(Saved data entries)

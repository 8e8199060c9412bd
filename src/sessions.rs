//! Connection manager — live client sessions and the persisted client
//! counter.
//!
//! ```text
//!   connect ──▶ Session{sink} ──▶ counter += 1 ──▶ NVS "clients"
//!   disconnect ──▶ drop session            (counter untouched)
//!   cleanup ──▶ drop closed sessions, then close the oldest above the cap
//! ```
//!
//! The counter counts connections ever accepted: it is rewritten to
//! storage on every connect and is never decremented, so after a reboot it
//! resumes from the last connect.

use log::{debug, info, warn};

use crate::app::ports::{SessionSink, StorageError, StoragePort};
use crate::config::NodeConfig;
use crate::error::DropReason;

/// Transport-assigned session identifier (socket descriptor on device).
pub type SessionId = u32;

/// NVS namespace shared by the config record and the counter.
pub const STORAGE_NAMESPACE: &str = "sensornode";
/// Key of the little-endian `u32` client counter.
pub const CLIENT_COUNT_KEY: &str = "clients";

/// Capacity of the remote-address label.
pub const REMOTE_MAX_LEN: usize = 48;

// ── Counter persistence ───────────────────────────────────────

/// Read the persisted counter.  Missing or unreadable records count as 0.
pub fn load_client_count(storage: &impl StoragePort) -> u32 {
    let mut buf = [0u8; 4];
    match storage.read(STORAGE_NAMESPACE, CLIENT_COUNT_KEY, &mut buf) {
        Ok(4) => u32::from_le_bytes(buf),
        Ok(n) => {
            warn!("client counter record has {} bytes, resetting", n);
            0
        }
        Err(StorageError::NotFound) => 0,
        Err(e) => {
            warn!("client counter read failed ({}), resetting", e);
            0
        }
    }
}

pub fn store_client_count(storage: &mut impl StoragePort, count: u32) -> Result<(), StorageError> {
    storage.write(STORAGE_NAMESPACE, CLIENT_COUNT_KEY, &count.to_le_bytes())
}

// ── Session ───────────────────────────────────────────────────

/// One live real-time connection.
pub struct Session {
    id: SessionId,
    remote: heapless::String<REMOTE_MAX_LEN>,
    sink: Box<dyn SessionSink>,
}

impl Session {
    fn new(id: SessionId, remote: &str, sink: Box<dyn SessionSink>) -> Self {
        Self {
            id,
            remote: truncated(remote),
            sink,
        }
    }

    pub fn id(&self) -> SessionId {
        self.id
    }

    pub fn remote(&self) -> &str {
        &self.remote
    }
}

fn truncated(remote: &str) -> heapless::String<REMOTE_MAX_LEN> {
    let mut out = heapless::String::new();
    for ch in remote.chars() {
        if out.push(ch).is_err() {
            break;
        }
    }
    out
}

// ── ConnectionManager ─────────────────────────────────────────

pub struct ConnectionManager {
    /// Oldest first.
    sessions: Vec<Session>,
    client_count: u32,
    max_sessions: usize,
}

impl ConnectionManager {
    /// `initial_count` is the counter loaded from storage at boot.
    pub fn new(config: &NodeConfig, initial_count: u32) -> Self {
        Self {
            sessions: Vec::new(),
            client_count: initial_count,
            max_sessions: usize::from(config.max_sessions.max(1)),
        }
    }

    /// Register a new session, bump the counter and persist it.
    ///
    /// Returns the new counter value.  A storage failure is logged; the
    /// session is accepted regardless.
    pub fn on_connect(
        &mut self,
        id: SessionId,
        remote: &str,
        sink: Box<dyn SessionSink>,
        storage: &mut impl StoragePort,
    ) -> u32 {
        if let Some(pos) = self.position(id) {
            // Descriptor reused before its close was observed.
            let mut stale = self.sessions.remove(pos);
            stale.sink.close();
        }
        self.sessions.push(Session::new(id, remote, sink));

        self.client_count = self.client_count.wrapping_add(1);
        if let Err(e) = store_client_count(storage, self.client_count) {
            warn!("CONN | client counter not persisted: {}", e);
        }
        info!("CONN | client #{} connected from {}", self.client_count, remote);
        self.client_count
    }

    /// Forget a session.  The counter is neither decremented nor persisted.
    pub fn on_disconnect(&mut self, id: SessionId) -> bool {
        match self.position(id) {
            Some(pos) => {
                self.sessions.remove(pos);
                info!("CONN | client #{} disconnected (session {})", self.client_count, id);
                true
            }
            None => false,
        }
    }

    /// Reclaim sessions whose transport has closed, then close the oldest
    /// sessions above the cap.  Returns how many were removed.
    pub fn cleanup(&mut self) -> usize {
        let before = self.sessions.len();
        self.sessions.retain(|s| s.sink.is_open());

        let excess = self.sessions.len().saturating_sub(self.max_sessions);
        for mut session in self.sessions.drain(..excess) {
            debug!("CONN | closing session {} (over cap)", session.id);
            session.sink.close();
        }

        before - self.sessions.len()
    }

    /// Send `text` to every open session.  Best effort; returns the
    /// number of sessions that accepted the frame.
    pub fn broadcast(&mut self, text: &str) -> usize {
        let mut delivered = 0;
        for session in self.sessions.iter_mut() {
            if !session.sink.is_open() {
                continue;
            }
            match session.sink.send_text(text) {
                Ok(()) => delivered += 1,
                Err(e) => debug!("CONN | send to session {} failed: {}", session.id, e),
            }
        }
        delivered
    }

    /// Inbound frames are only accepted from a live session.
    pub fn check_session(&self, id: SessionId) -> Result<(), DropReason> {
        self.position(id).map(|_| ()).ok_or(DropReason::UnknownSession)
    }

    pub fn client_count(&self) -> u32 {
        self.client_count
    }

    pub fn session_count(&self) -> usize {
        self.sessions.len()
    }

    pub fn contains(&self, id: SessionId) -> bool {
        self.position(id).is_some()
    }

    pub fn sessions(&self) -> impl Iterator<Item = &Session> {
        self.sessions.iter()
    }

    fn position(&self, id: SessionId) -> Option<usize> {
        self.sessions.iter().position(|s| s.id == id)
    }
}

#[cfg(all(test, not(target_os = "espidf")))]
mod tests {
    use super::*;
    use crate::adapters::nvs::NvsAdapter;
    use crate::error::TransportError;
    use std::sync::{Arc, Mutex};

    #[derive(Default)]
    struct Wire {
        open: bool,
        sent: Vec<String>,
        closed_by_us: bool,
    }

    struct TestSink(Arc<Mutex<Wire>>);

    impl SessionSink for TestSink {
        fn send_text(&mut self, text: &str) -> Result<(), TransportError> {
            let mut w = self.0.lock().unwrap();
            if !w.open {
                return Err(TransportError::Closed);
            }
            w.sent.push(text.to_owned());
            Ok(())
        }
        fn is_open(&self) -> bool {
            self.0.lock().unwrap().open
        }
        fn close(&mut self) {
            let mut w = self.0.lock().unwrap();
            w.open = false;
            w.closed_by_us = true;
        }
    }

    fn sink() -> (Box<dyn SessionSink>, Arc<Mutex<Wire>>) {
        let wire = Arc::new(Mutex::new(Wire {
            open: true,
            ..Default::default()
        }));
        (Box::new(TestSink(wire.clone())), wire)
    }

    fn manager(max_sessions: u8) -> ConnectionManager {
        let cfg = NodeConfig {
            max_sessions,
            ..NodeConfig::default()
        };
        ConnectionManager::new(&cfg, 0)
    }

    #[test]
    fn connect_persists_counter_disconnect_does_not() {
        let mut nvs = NvsAdapter::new().unwrap();
        let mut mgr = manager(8);

        let (s1, _) = sink();
        let (s2, _) = sink();
        assert_eq!(mgr.on_connect(1, "10.0.0.2", s1, &mut nvs), 1);
        assert_eq!(mgr.on_connect(2, "10.0.0.3", s2, &mut nvs), 2);
        assert_eq!(load_client_count(&nvs), 2);

        assert!(mgr.on_disconnect(1));
        assert_eq!(mgr.client_count(), 2);
        assert_eq!(mgr.session_count(), 1);
        assert_eq!(load_client_count(&nvs), 2);
        assert!(!mgr.on_disconnect(1));
    }

    #[test]
    fn counter_resumes_from_storage() {
        let mut nvs = NvsAdapter::new().unwrap();
        store_client_count(&mut nvs, 41).unwrap();

        let mut mgr = ConnectionManager::new(&NodeConfig::default(), load_client_count(&nvs));
        let (s, _) = sink();
        assert_eq!(mgr.on_connect(7, "10.0.0.9", s, &mut nvs), 42);
    }

    #[test]
    fn missing_counter_loads_as_zero() {
        let nvs = NvsAdapter::new().unwrap();
        assert_eq!(load_client_count(&nvs), 0);
    }

    #[test]
    fn broadcast_skips_closed_sessions() {
        let mut nvs = NvsAdapter::new().unwrap();
        let mut mgr = manager(8);
        let (a, wa) = sink();
        let (b, wb) = sink();
        mgr.on_connect(1, "a", a, &mut nvs);
        mgr.on_connect(2, "b", b, &mut nvs);

        wb.lock().unwrap().open = false;
        assert_eq!(mgr.broadcast("{}"), 1);
        assert_eq!(wa.lock().unwrap().sent, vec!["{}".to_owned()]);
        assert!(wb.lock().unwrap().sent.is_empty());
    }

    #[test]
    fn cleanup_reclaims_closed_then_oldest_over_cap() {
        let mut nvs = NvsAdapter::new().unwrap();
        let mut mgr = manager(2);
        let (a, wa) = sink();
        let (b, wb) = sink();
        let (c, _) = sink();
        let (d, _) = sink();
        mgr.on_connect(1, "a", a, &mut nvs);
        mgr.on_connect(2, "b", b, &mut nvs);
        mgr.on_connect(3, "c", c, &mut nvs);
        mgr.on_connect(4, "d", d, &mut nvs);

        wa.lock().unwrap().open = false;
        assert_eq!(mgr.cleanup(), 2);
        assert!(!mgr.contains(1));
        assert!(!mgr.contains(2));
        assert!(wb.lock().unwrap().closed_by_us);
        assert_eq!(mgr.session_count(), 2);
        assert_eq!(mgr.client_count(), 4);
    }

    #[test]
    fn reused_id_replaces_stale_session() {
        let mut nvs = NvsAdapter::new().unwrap();
        let mut mgr = manager(8);
        let (old, w_old) = sink();
        let (new, _) = sink();
        mgr.on_connect(5, "a", old, &mut nvs);
        mgr.on_connect(5, "b", new, &mut nvs);

        assert_eq!(mgr.session_count(), 1);
        assert!(w_old.lock().unwrap().closed_by_us);
        assert_eq!(mgr.sessions().next().map(Session::remote), Some("b"));
    }

    #[test]
    fn frames_from_unknown_sessions_are_refused() {
        let mut nvs = NvsAdapter::new().unwrap();
        let mut mgr = manager(8);
        let (a, _) = sink();
        mgr.on_connect(1, "a", a, &mut nvs);

        for _ in 0..50 {
            assert_eq!(mgr.check_session(1), Ok(()));
        }
        assert_eq!(mgr.check_session(99), Err(DropReason::UnknownSession));
        mgr.on_disconnect(1);
        assert_eq!(mgr.check_session(1), Err(DropReason::UnknownSession));
    }

    #[test]
    fn long_remote_is_truncated() {
        let s = truncated(&"x".repeat(100));
        assert_eq!(s.len(), REMOTE_MAX_LEN);
    }
}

◆ PROBLEM TO SOLVE ◆
Repeat, exactly as they stand above, the lines from the line with "session.sink.close();" to the line with "accepted the frame.", both lines included.

◆ YOUR SOLUTION ◆
            session.sink.close();
        }

        before - self.sessions.len()
    }

    /// Send `text` to every open session.  Best effort; returns the
    /// number of sessions that accepted the frame.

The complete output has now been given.